• _Assignment_:
Copy exactly the lines of the records below, and only those lines, beginning with the line that contains "pub fn new()" and ending with the line that contains "they are stale".

Saved data entries
──────

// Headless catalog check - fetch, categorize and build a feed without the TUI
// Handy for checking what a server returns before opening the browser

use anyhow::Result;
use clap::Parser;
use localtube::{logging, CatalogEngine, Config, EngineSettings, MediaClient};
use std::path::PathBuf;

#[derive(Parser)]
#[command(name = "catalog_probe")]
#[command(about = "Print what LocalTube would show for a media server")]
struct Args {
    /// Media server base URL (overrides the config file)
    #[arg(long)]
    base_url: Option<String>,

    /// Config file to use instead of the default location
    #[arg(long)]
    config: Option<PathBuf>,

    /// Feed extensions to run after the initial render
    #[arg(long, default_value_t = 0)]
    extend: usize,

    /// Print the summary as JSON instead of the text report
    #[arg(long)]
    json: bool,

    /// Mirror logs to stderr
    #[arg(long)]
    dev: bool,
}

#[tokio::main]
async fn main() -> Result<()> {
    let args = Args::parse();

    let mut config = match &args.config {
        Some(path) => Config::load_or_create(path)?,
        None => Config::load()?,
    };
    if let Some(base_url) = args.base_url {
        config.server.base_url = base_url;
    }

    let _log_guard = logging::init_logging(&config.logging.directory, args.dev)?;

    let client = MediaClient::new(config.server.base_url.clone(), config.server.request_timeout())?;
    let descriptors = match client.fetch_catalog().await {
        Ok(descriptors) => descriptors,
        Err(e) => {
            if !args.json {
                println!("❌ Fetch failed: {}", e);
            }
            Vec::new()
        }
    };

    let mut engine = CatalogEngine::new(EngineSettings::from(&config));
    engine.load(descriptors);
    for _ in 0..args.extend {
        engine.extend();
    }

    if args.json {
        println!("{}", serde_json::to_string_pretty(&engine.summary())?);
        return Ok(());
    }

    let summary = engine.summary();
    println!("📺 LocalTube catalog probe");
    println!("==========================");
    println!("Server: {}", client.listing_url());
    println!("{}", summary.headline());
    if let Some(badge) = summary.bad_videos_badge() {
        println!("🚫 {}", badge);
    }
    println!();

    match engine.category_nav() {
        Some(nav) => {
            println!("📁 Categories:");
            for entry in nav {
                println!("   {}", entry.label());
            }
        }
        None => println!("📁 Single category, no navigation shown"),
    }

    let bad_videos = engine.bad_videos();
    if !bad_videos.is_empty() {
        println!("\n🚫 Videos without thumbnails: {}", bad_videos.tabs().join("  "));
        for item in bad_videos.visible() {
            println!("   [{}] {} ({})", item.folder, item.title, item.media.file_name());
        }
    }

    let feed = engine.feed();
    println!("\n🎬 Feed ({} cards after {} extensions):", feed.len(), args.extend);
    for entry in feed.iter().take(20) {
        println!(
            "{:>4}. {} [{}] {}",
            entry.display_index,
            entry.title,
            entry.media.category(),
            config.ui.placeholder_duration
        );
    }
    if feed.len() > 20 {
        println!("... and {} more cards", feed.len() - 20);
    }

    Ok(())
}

──────

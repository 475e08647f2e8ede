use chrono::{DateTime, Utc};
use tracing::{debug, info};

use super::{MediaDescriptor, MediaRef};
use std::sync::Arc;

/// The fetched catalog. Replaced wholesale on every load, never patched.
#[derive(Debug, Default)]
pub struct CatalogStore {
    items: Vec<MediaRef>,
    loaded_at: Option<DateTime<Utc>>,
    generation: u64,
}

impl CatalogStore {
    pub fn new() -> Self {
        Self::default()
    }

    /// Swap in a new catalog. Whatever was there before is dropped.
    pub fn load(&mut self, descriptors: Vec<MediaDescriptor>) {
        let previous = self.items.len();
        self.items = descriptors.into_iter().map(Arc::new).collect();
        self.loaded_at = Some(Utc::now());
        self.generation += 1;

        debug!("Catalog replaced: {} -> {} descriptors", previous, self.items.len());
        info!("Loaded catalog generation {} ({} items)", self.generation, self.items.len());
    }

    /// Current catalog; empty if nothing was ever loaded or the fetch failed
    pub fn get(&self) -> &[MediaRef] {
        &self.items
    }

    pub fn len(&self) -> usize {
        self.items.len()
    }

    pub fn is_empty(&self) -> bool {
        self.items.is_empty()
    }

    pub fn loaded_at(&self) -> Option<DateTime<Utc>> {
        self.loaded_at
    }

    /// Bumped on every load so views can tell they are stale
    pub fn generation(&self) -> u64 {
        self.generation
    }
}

──────

• _Solution for this exercise_:
    pub fn new() -> Self {
        Self::default()
    }

    /// Swap in a new catalog. Whatever was there before is dropped.
    pub fn load(&mut self, descriptors: Vec<MediaDescriptor>) {
        let previous = self.items.len();
        self.items = descriptors.into_iter().map(Arc::new).collect();
        self.loaded_at = Some(Utc::now());
        self.generation += 1;

        debug!("Catalog replaced: {} -> {} descriptors", previous, self.items.len());
        info!("Loaded catalog generation {} ({} items)", self.generation, self.items.len());
    }

    /// Current catalog; empty if nothing was ever loaded or the fetch failed
    pub fn get(&self) -> &[MediaRef] {
        &self.items
    }

    pub fn len(&self) -> usize {
        self.items.len()
    }

    pub fn is_empty(&self) -> bool {
        self.items.is_empty()
    }

    pub fn loaded_at(&self) -> Option<DateTime<Utc>> {
        self.loaded_at
    }

    /// Bumped on every load so views can tell they are stale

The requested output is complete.